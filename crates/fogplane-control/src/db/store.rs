//! Persistence seams.
//!
//! Every orchestration operation runs inside one [`StoreTx`]. A transaction
//! that is dropped without [`StoreTx::commit`] rolls back, so an operation
//! that fails part way leaves nothing behind.

use async_trait::async_trait;
use thiserror::Error;
use uuid::Uuid;

use super::models::*;

/// Store-level errors.
#[derive(Debug, Error)]
pub enum StoreError {
    #[error("database error: {0}")]
    Database(sqlx::Error),

    #[error("unique constraint violated: {0}")]
    UniqueViolation(String),

    #[error("corrupt row: {0}")]
    Corrupt(String),
}

impl From<sqlx::Error> for StoreError {
    fn from(err: sqlx::Error) -> Self {
        if let sqlx::Error::Database(db_err) = &err {
            if db_err.is_unique_violation() {
                let constraint = db_err.constraint().unwrap_or("unique").to_string();
                return Self::UniqueViolation(constraint);
            }
        }
        Self::Database(err)
    }
}

impl From<UnknownVariant> for StoreError {
    fn from(err: UnknownVariant) -> Self {
        Self::Corrupt(err.to_string())
    }
}

pub type StoreResult<T> = Result<T, StoreError>;

/// A backend that can open transactions.
#[async_trait]
pub trait Store: Send + Sync {
    /// Open a new transaction.
    async fn begin(&self) -> StoreResult<Box<dyn StoreTx>>;

    /// Check that the backend is reachable.
    async fn ping(&self) -> StoreResult<()>;
}

/// One open transaction over every entity table.
#[async_trait]
pub trait StoreTx:
    ApplicationStore
    + FogStore
    + CatalogStore
    + MicroserviceStore
    + PortMappingStore
    + ExtraHostStore
    + RouteStore
    + TagStore
    + ChangeStore
    + EventStore
    + Send
{
    /// Make every write of this transaction visible.
    async fn commit(self: Box<Self>) -> StoreResult<()>;
}

#[async_trait]
pub trait ApplicationStore: Send {
    async fn insert_application(&mut self, app: &NewApplication) -> StoreResult<Application>;
    async fn find_application(&mut self, id: i64) -> StoreResult<Option<Application>>;
    async fn find_application_by_name(&mut self, name: &str)
        -> StoreResult<Option<Application>>;
    async fn list_applications(&mut self) -> StoreResult<Vec<Application>>;
    async fn update_application(
        &mut self,
        id: i64,
        patch: &ApplicationPatch,
    ) -> StoreResult<Option<Application>>;
    /// Delete an application with its microservices, routes and their rows.
    async fn delete_application(&mut self, id: i64) -> StoreResult<bool>;
}

#[async_trait]
pub trait FogStore: Send {
    async fn insert_fog(&mut self, fog: &NewFog) -> StoreResult<Fog>;
    async fn find_fog(&mut self, uuid: Uuid) -> StoreResult<Option<Fog>>;
    async fn find_fog_by_name(&mut self, name: &str) -> StoreResult<Option<Fog>>;
    async fn list_fogs(&mut self) -> StoreResult<Vec<Fog>>;
    async fn update_fog_host(&mut self, uuid: Uuid, host: &str) -> StoreResult<Option<Fog>>;
}

#[async_trait]
pub trait CatalogStore: Send {
    async fn insert_registry(&mut self, registry: &NewRegistry) -> StoreResult<Registry>;
    async fn find_registry(&mut self, id: i64) -> StoreResult<Option<Registry>>;
    async fn insert_catalog_item(
        &mut self,
        item: &NewCatalogItem,
        registry_id: i64,
    ) -> StoreResult<CatalogItem>;
    async fn find_catalog_item(&mut self, id: i64) -> StoreResult<Option<CatalogItem>>;
}

#[async_trait]
pub trait MicroserviceStore: Send {
    async fn insert_microservice(&mut self, m: &NewMicroservice) -> StoreResult<Microservice>;
    async fn find_microservice(&mut self, uuid: Uuid) -> StoreResult<Option<Microservice>>;
    async fn find_microservice_by_name(
        &mut self,
        application_id: i64,
        name: &str,
    ) -> StoreResult<Option<Microservice>>;
    async fn list_microservices(
        &mut self,
        filter: &MicroserviceFilter,
    ) -> StoreResult<Vec<Microservice>>;
    async fn update_microservice(
        &mut self,
        uuid: Uuid,
        patch: &MicroservicePatch,
    ) -> StoreResult<Option<Microservice>>;
    /// Hard-delete a microservice and every row that hangs off it.
    async fn delete_microservice(&mut self, uuid: Uuid) -> StoreResult<bool>;

    async fn upsert_status(&mut self, status: &MicroserviceStatus) -> StoreResult<()>;
    async fn find_status(&mut self, uuid: Uuid) -> StoreResult<Option<MicroserviceStatus>>;
}

#[async_trait]
pub trait PortMappingStore: Send {
    async fn insert_port_mapping(&mut self, port: &NewPortMapping) -> StoreResult<PortMapping>;
    async fn list_port_mappings(&mut self, microservice: Uuid) -> StoreResult<Vec<PortMapping>>;
    /// Every port mapping of non-deleted microservices placed on `fog`.
    async fn list_port_mappings_on_fog(&mut self, fog: Uuid) -> StoreResult<Vec<PortMapping>>;
    /// Every public or proxy mapping, across agents.
    async fn list_exposed_port_mappings(&mut self) -> StoreResult<Vec<PortMapping>>;
    async fn set_public_fog(&mut self, id: i64, fog: Uuid) -> StoreResult<()>;
    async fn delete_port_mappings(&mut self, microservice: Uuid) -> StoreResult<u64>;
}

#[async_trait]
pub trait ExtraHostStore: Send {
    async fn insert_extra_host(&mut self, host: &NewExtraHost) -> StoreResult<ExtraHost>;
    async fn list_extra_hosts(&mut self, microservice: Uuid) -> StoreResult<Vec<ExtraHost>>;
    async fn list_extra_hosts_targeting_microservice(
        &mut self,
        target: Uuid,
    ) -> StoreResult<Vec<ExtraHost>>;
    async fn list_extra_hosts_targeting_fog(&mut self, fog: Uuid) -> StoreResult<Vec<ExtraHost>>;
    async fn update_extra_host(&mut self, id: i64, update: &ExtraHostUpdate) -> StoreResult<()>;
    async fn set_extra_host_template(&mut self, id: i64, template: &str) -> StoreResult<()>;
    async fn delete_extra_hosts(&mut self, microservice: Uuid) -> StoreResult<u64>;
}

#[async_trait]
pub trait RouteStore: Send {
    async fn insert_route(&mut self, route: &NewRoute) -> StoreResult<Route>;
    async fn find_route_by_name(
        &mut self,
        application_id: i64,
        name: &str,
    ) -> StoreResult<Option<Route>>;
    async fn find_route_between(&mut self, source: Uuid, dest: Uuid)
        -> StoreResult<Option<Route>>;
    async fn list_routes(&mut self, application_id: Option<i64>) -> StoreResult<Vec<Route>>;
    /// Routes with `microservice` at either end.
    async fn list_routes_touching(&mut self, microservice: Uuid) -> StoreResult<Vec<Route>>;
    async fn update_route(&mut self, id: i64, patch: &RoutePatch) -> StoreResult<Option<Route>>;
    async fn delete_route(&mut self, id: i64) -> StoreResult<bool>;
}

#[async_trait]
pub trait TagStore: Send {
    /// Return the tag with `value`, creating it first if absent.
    async fn upsert_tag(&mut self, value: &str) -> StoreResult<Tag>;
    async fn set_pub_tags(&mut self, microservice: Uuid, tags: &[i64]) -> StoreResult<()>;
    async fn set_sub_tags(&mut self, microservice: Uuid, tags: &[i64]) -> StoreResult<()>;
    async fn list_pub_tags(&mut self, microservice: Uuid) -> StoreResult<Vec<Tag>>;
    async fn list_sub_tags(&mut self, microservice: Uuid) -> StoreResult<Vec<Tag>>;
    /// Microservices publishing any of `tags`.
    async fn list_publishers(&mut self, tags: &[i64]) -> StoreResult<Vec<Uuid>>;
    /// Microservices subscribing to any of `tags`.
    async fn list_subscribers(&mut self, tags: &[i64]) -> StoreResult<Vec<Uuid>>;
}

#[async_trait]
pub trait ChangeStore: Send {
    /// Advance the revision of `flag` for `fog` and mark it pending.
    async fn bump_change(&mut self, fog: Uuid, flag: ChangeFlag) -> StoreResult<ChangeEntry>;
    async fn list_changes(&mut self, fog: Uuid) -> StoreResult<Vec<ChangeEntry>>;
    /// Clear the pending mark on every flag of `fog`. Revisions are kept.
    async fn clear_changes(&mut self, fog: Uuid) -> StoreResult<u64>;
}

#[async_trait]
pub trait EventStore: Send {
    async fn insert_event(&mut self, event: &NewAuditEvent) -> StoreResult<AuditEvent>;
    async fn list_events(&mut self, limit: i64) -> StoreResult<Vec<AuditEvent>>;
}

The problem. Beginning with the line containing "pub trait PortMappingStore: Send" and ending with the line containing "async fn set_extra_host_template(&mut", extract those lines exactly from the listing above, and only those.

Response.
pub trait PortMappingStore: Send {
    async fn insert_port_mapping(&mut self, port: &NewPortMapping) -> StoreResult<PortMapping>;
    async fn list_port_mappings(&mut self, microservice: Uuid) -> StoreResult<Vec<PortMapping>>;
    /// Every port mapping of non-deleted microservices placed on `fog`.
    async fn list_port_mappings_on_fog(&mut self, fog: Uuid) -> StoreResult<Vec<PortMapping>>;
    /// Every public or proxy mapping, across agents.
    async fn list_exposed_port_mappings(&mut self) -> StoreResult<Vec<PortMapping>>;
    async fn set_public_fog(&mut self, id: i64, fog: Uuid) -> StoreResult<()>;
    async fn delete_port_mappings(&mut self, microservice: Uuid) -> StoreResult<u64>;
}

#[async_trait]
pub trait ExtraHostStore: Send {
    async fn insert_extra_host(&mut self, host: &NewExtraHost) -> StoreResult<ExtraHost>;
    async fn list_extra_hosts(&mut self, microservice: Uuid) -> StoreResult<Vec<ExtraHost>>;
    async fn list_extra_hosts_targeting_microservice(
        &mut self,
        target: Uuid,
    ) -> StoreResult<Vec<ExtraHost>>;
    async fn list_extra_hosts_targeting_fog(&mut self, fog: Uuid) -> StoreResult<Vec<ExtraHost>>;
    async fn update_extra_host(&mut self, id: i64, update: &ExtraHostUpdate) -> StoreResult<()>;
    async fn set_extra_host_template(&mut self, id: i64, template: &str) -> StoreResult<()>;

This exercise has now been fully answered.